Bei der Gewaltfreien Kommunikation stehen diese vier Ohren für unterschiedliche Filter, mit denen wir eine Aussage aufnehmen können. Das kann insbesondere für persönliche Kritik sehr hilfreich sein, z.B. “du so schlampig, der Abwasch von gestern ist immer noch nicht erledigt”

  • Schuldohren nach innen. Alles wird gefiltert durch die Annahme, dass ich selbst etwas falsch gemacht habe, dass mit mir selbst irgendetwas nicht stimmt. “stimmt schon, ich hätte gleich den Abwasch machen sollen. ich bin einfach hoffnungslos schlampig”

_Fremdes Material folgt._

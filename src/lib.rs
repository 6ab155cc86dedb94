//! A bounded, lock-free, multi-producer multi-consumer in-process channel.
//!
//! [`Channel<T>`] is a fixed-capacity ring buffer in the style of Dmitry
//! Vyukov's bounded MPMC queue: every slot carries its own sequence number
//! (its "target lap"), so producers racing each other on the tail cursor and
//! consumers racing each other on the head cursor never need a lock — each
//! slot's target-lap protocol hands exactly one producer, then exactly one
//! consumer, exclusive access to that slot during any given lap.
//!
//! There is no separate sender/receiver type: [`Channel::clone`] yields
//! another handle to the same queue (an `Arc` bump), and any handle can send
//! or receive. Both non-blocking (`try_send`/`try_recv`) and blocking
//! (`send`/`recv`) flavors are provided; the blocking flavors park the
//! calling thread via a small per-side wait queue rather than spinning
//! indefinitely.
//!
//! ```
//! use ringmpmc_rs::Channel;
//!
//! let channel = Channel::new(4).unwrap();
//! channel.try_send(1).unwrap();
//! channel.try_send(2).unwrap();
//! assert_eq!(channel.try_recv(), Ok(1));
//! assert_eq!(channel.try_recv(), Ok(2));
//! ```
//!
//! Closing a channel ([`Channel::try_close`]) unblocks every parked producer
//! and consumer. Producers fail immediately once closed; consumers continue
//! draining already-published values in FIFO order and only then start
//! observing the channel as closed.

mod backoff;
mod channel;
mod error;
mod invariants;
mod parking;
mod position;
mod slot;

pub use channel::Channel;
pub use error::{CapacityError, ChannelClosedError, RecvOutcome, SendOutcome, TryRecvError, TrySendError};
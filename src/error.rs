//! Error and status types for channel operations.
//!
//! The taxonomy is deliberately tiny: construction validation is a single
//! `CapacityError`, non-blocking operations hand the value back to the
//! caller on failure (`TrySendError<T>` / `TryRecvError`), and blocking
//! operations return a status value (`SendOutcome` / `RecvOutcome<T>`) with
//! an `ensure_success` escape hatch for callers who would rather panic than
//! match.

use thiserror::Error;

/// Returned by [`crate::Channel::new`] and
/// [`crate::Channel::with_start_laps`] when `capacity` is not positive.
#[derive(Debug, Clone, Copy, PartialEq, Eq, Error)]
#[error("channel capacity must be positive")]
pub struct CapacityError;

/// The panic payload raised by [`SendOutcome::ensure_success`] and
/// [`RecvOutcome::ensure_success`] when the channel turned out to be closed.
#[derive(Debug, Clone, Copy, PartialEq, Eq, Error)]
#[error("channel is closed")]
pub struct ChannelClosedError;

/// Error returned by [`crate::Channel::try_send`].
///
/// Carries the value back to the caller so it isn't lost on failure.
#[derive(Debug, Clone, Copy, PartialEq, Eq, Error)]
pub enum TrySendError<T> {
    /// The channel has no free slot right now.
    #[error("channel is full")]
    Full(T),
    /// The channel has been closed.
    #[error("channel is closed")]
    Closed(T),
}

impl<T> TrySendError<T> {
    /// Unwraps the value regardless of which variant this is.
    pub fn into_inner(self) -> T {
        match self {
            TrySendError::Full(v) | TrySendError::Closed(v) => v,
        }
    }
}

/// Error returned by [`crate::Channel::try_recv`].
#[derive(Debug, Clone, Copy, PartialEq, Eq, Error)]
pub enum TryRecvError {
    /// The channel has no value ready right now.
    #[error("channel is empty")]
    Empty,
    /// The channel is closed and has been fully drained.
    #[error("channel is closed")]
    Closed,
}

/// The status returned by [`crate::Channel::send`].
#[derive(Debug, Clone, Copy, PartialEq, Eq)]
pub enum SendOutcome {
    /// The value was delivered into the channel.
    Success,
    /// The channel was closed before the value could be delivered.
    Closed,
}

impl SendOutcome {
    /// Returns `()` on success, panics with [`ChannelClosedError`] otherwise.
    ///
    /// For callers who would rather treat "send on a closed channel" as an
    /// exceptional condition than match on the outcome.
    pub fn ensure_success(self) {
        match self {
            SendOutcome::Success => {}
            SendOutcome::Closed => panic!("{}", ChannelClosedError),
        }
    }

    /// Returns `true` if the send succeeded.
    pub fn is_success(self) -> bool {
        matches!(self, SendOutcome::Success)
    }
}

/// The status returned by [`crate::Channel::recv`].
#[derive(Debug, Clone, PartialEq, Eq)]
pub enum RecvOutcome<T> {
    /// A value was delivered from the channel.
    Success(T),
    /// The channel was closed and is empty.
    Closed,
}

impl<T> RecvOutcome<T> {
    /// Returns the received value, panics with [`ChannelClosedError`]
    /// otherwise.
    pub fn ensure_success(self) -> T {
        match self {
            RecvOutcome::Success(v) => v,
            RecvOutcome::Closed => panic!("{}", ChannelClosedError),
        }
    }

    /// Returns `true` if a value was delivered.
    pub fn is_success(&self) -> bool {
        matches!(self, RecvOutcome::Success(_))
    }
}
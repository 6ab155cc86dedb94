//! Debug assertion macros for channel-core invariants.
//!
//! These are only active in debug builds (`#[cfg(debug_assertions)]`), so
//! there is zero overhead in release builds. Ported from the ring-buffer
//! crate this one is grounded on, retargeted at the slot-sequenced core
//! instead of a single-producer ring.

/// INV-LEN-01: length never exceeds capacity.
///
/// Used in: `Channel::len` after computing a snapshot length.
macro_rules! debug_assert_bounded_count {
    ($count:expr, $capacity:expr) => {
        debug_assert!(
            $count <= $capacity,
            "INV-LEN-01 violated: length {} exceeds capacity {}",
            $count,
            $capacity
        )
    };
}

/// INV-SLOT-01: a slot index computed from a cursor is always within bounds.
///
/// Used in: producer/consumer acquire-slot, right after decoding a cursor.
macro_rules! debug_assert_index_in_bounds {
    ($index:expr, $capacity:expr) => {
        debug_assert!(
            ($index as usize) < $capacity,
            "INV-SLOT-01 violated: index {} out of bounds for capacity {}",
            $index,
            $capacity
        )
    };
}

/// INV-MONO-01: within a single lap, a cursor's index only ever moves
/// forward. A lap change is exempt (the index resets to 0 by design).
///
/// Used in: producer/consumer acquire-slot, right after a cursor CAS
/// succeeds.
macro_rules! debug_assert_monotonic {
    ($old_lap:expr, $old_index:expr, $new_lap:expr, $new_index:expr) => {
        debug_assert!(
            $new_lap != $old_lap || $new_index > $old_index,
            "INV-MONO-01 violated: cursor moved backwards within a lap ({}, {}) -> ({}, {})",
            $old_lap,
            $old_index,
            $new_lap,
            $new_index
        )
    };
}

pub(crate) use debug_assert_bounded_count;
pub(crate) use debug_assert_index_in_bounds;
pub(crate) use debug_assert_monotonic;
//! A closable FIFO of parked waiters, one instantiated per side of the channel.
//!
//! Mirrors the teacher crate's habit of keeping synchronization primitives in
//! their own small module (`backoff.rs`) rather than folding them into the
//! channel core: the wakeup protocol here is independent of ring-buffer
//! mechanics and is exercised by its own unit tests.

use std::collections::VecDeque;
use std::sync::atomic::{AtomicBool, AtomicU64, Ordering};
use std::sync::Mutex;

use crossbeam_utils::sync::{Parker, Unparker};

struct Waiter {
    id: u64,
    unparker: Unparker,
}

struct ParkingSetInner {
    waiters: VecDeque<Waiter>,
    closed: bool,
}

/// A FIFO of single-shot waiters guarded by a single mutex, with a lock-free
/// fast-check for "definitely nothing parked".
pub(crate) struct ParkingSet {
    inner: Mutex<ParkingSetInner>,
    non_empty: AtomicBool,
    next_id: AtomicU64,
}

impl ParkingSet {
    pub(crate) fn new() -> Self {
        Self {
            inner: Mutex::new(ParkingSetInner {
                waiters: VecDeque::new(),
                closed: false,
            }),
            non_empty: AtomicBool::new(false),
            next_id: AtomicU64::new(0),
        }
    }

    /// Registers a new waiter, unless the set is closed.
    pub(crate) fn try_register(&self) -> Option<Registration<'_>> {
        let parker = Parker::new();
        let unparker = parker.unparker().clone();
        let id = self.next_id.fetch_add(1, Ordering::Relaxed);

        let mut guard = self.inner.lock().unwrap();
        if guard.closed {
            return None;
        }
        guard.waiters.push_back(Waiter { id, unparker });
        self.non_empty.store(true, Ordering::Release);
        drop(guard);

        Some(Registration {
            set: self,
            id,
            parker,
            disposed: false,
        })
    }

    /// Removes a registration from the FIFO if it is still present.
    ///
    /// Idempotent: cancelling an id that was already woken or cancelled is a
    /// no-op.
    fn cancel(&self, id: u64) {
        let mut guard = self.inner.lock().unwrap();
        if let Some(pos) = guard.waiters.iter().position(|w| w.id == id) {
            guard.waiters.remove(pos);
        }
        self.non_empty.store(!guard.waiters.is_empty(), Ordering::Release);
    }

    /// Wakes the oldest registered waiter, if any.
    pub(crate) fn unblock_next(&self) {
        if !self.non_empty.load(Ordering::Acquire) {
            return;
        }
        let mut guard = self.inner.lock().unwrap();
        let woken = guard.waiters.pop_front();
        self.non_empty.store(!guard.waiters.is_empty(), Ordering::Release);
        drop(guard);
        if let Some(waiter) = woken {
            waiter.unparker.unpark();
        }
    }

    /// Wakes every pending waiter and marks the set closed; further
    /// registrations fail from this point on.
    pub(crate) fn close(&self) {
        let mut guard = self.inner.lock().unwrap();
        guard.closed = true;
        let drained: Vec<Waiter> = guard.waiters.drain(..).collect();
        self.non_empty.store(false, Ordering::Release);
        drop(guard);
        for waiter in drained {
            waiter.unparker.unpark();
        }
    }
}

/// An RAII handle to a single registered waiter.
///
/// Exactly one of [`Registration::wait`] or [`Registration::cancel`] must be
/// called to retire the registration; the thread-parking token underneath is
/// otherwise single-shot and tied to this registration's lifetime.
pub(crate) struct Registration<'a> {
    set: &'a ParkingSet,
    id: u64,
    parker: Parker,
    disposed: bool,
}

impl<'a> Registration<'a> {
    /// Blocks the calling thread until woken by `unblock_next` or `close`.
    ///
    /// A wakeup issued before `wait` is called is latched: `wait` returns
    /// immediately in that case, so there is no lost-wakeup window between
    /// registering and parking.
    pub(crate) fn wait(mut self) {
        self.parker.park();
        self.disposed = true;
    }

    /// Removes this registration from its parking set without waiting.
    pub(crate) fn cancel(mut self) {
        self.set.cancel(self.id);
        self.disposed = true;
    }
}

impl<'a> Drop for Registration<'a> {
    fn drop(&mut self) {
        // Guards against a future code path forgetting to call wait/cancel
        // explicitly: an undisposed registration could otherwise linger in
        // the FIFO and accumulate a wakeup nobody consumes.
        if !self.disposed {
            self.set.cancel(self.id);
        }
    }
}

  • Schuldohren nach außen. Alles wird gefiltert durch die Annahme, dass der Fehler beim anderen liegt oder dass mit dem anderen etwas nicht stimmt. “selber schlampig, wer benutzt schon drei Tassen für eine Mahlzeit”
  • Verständnisohren nach innen. Ich versuche zu verstehen, was bei mir gerade los ist. Was brauche ich? Was fühle ich? Ein anderer Begriff dafür: Selbstempathie. “wenn ich das höre bin ich sauer, ich möchte selbst entscheiden wann ich was erledige”
  • Verständnisohren nach außen. Ich versuche zu verstehen, was beim anderen gerade los ist. Was brauchst du? Was fühlst du? Ein anderer Begriff dafür: Empathie. “bist du irritiert, weil du es gern zuhause sauber und ordentlich hast?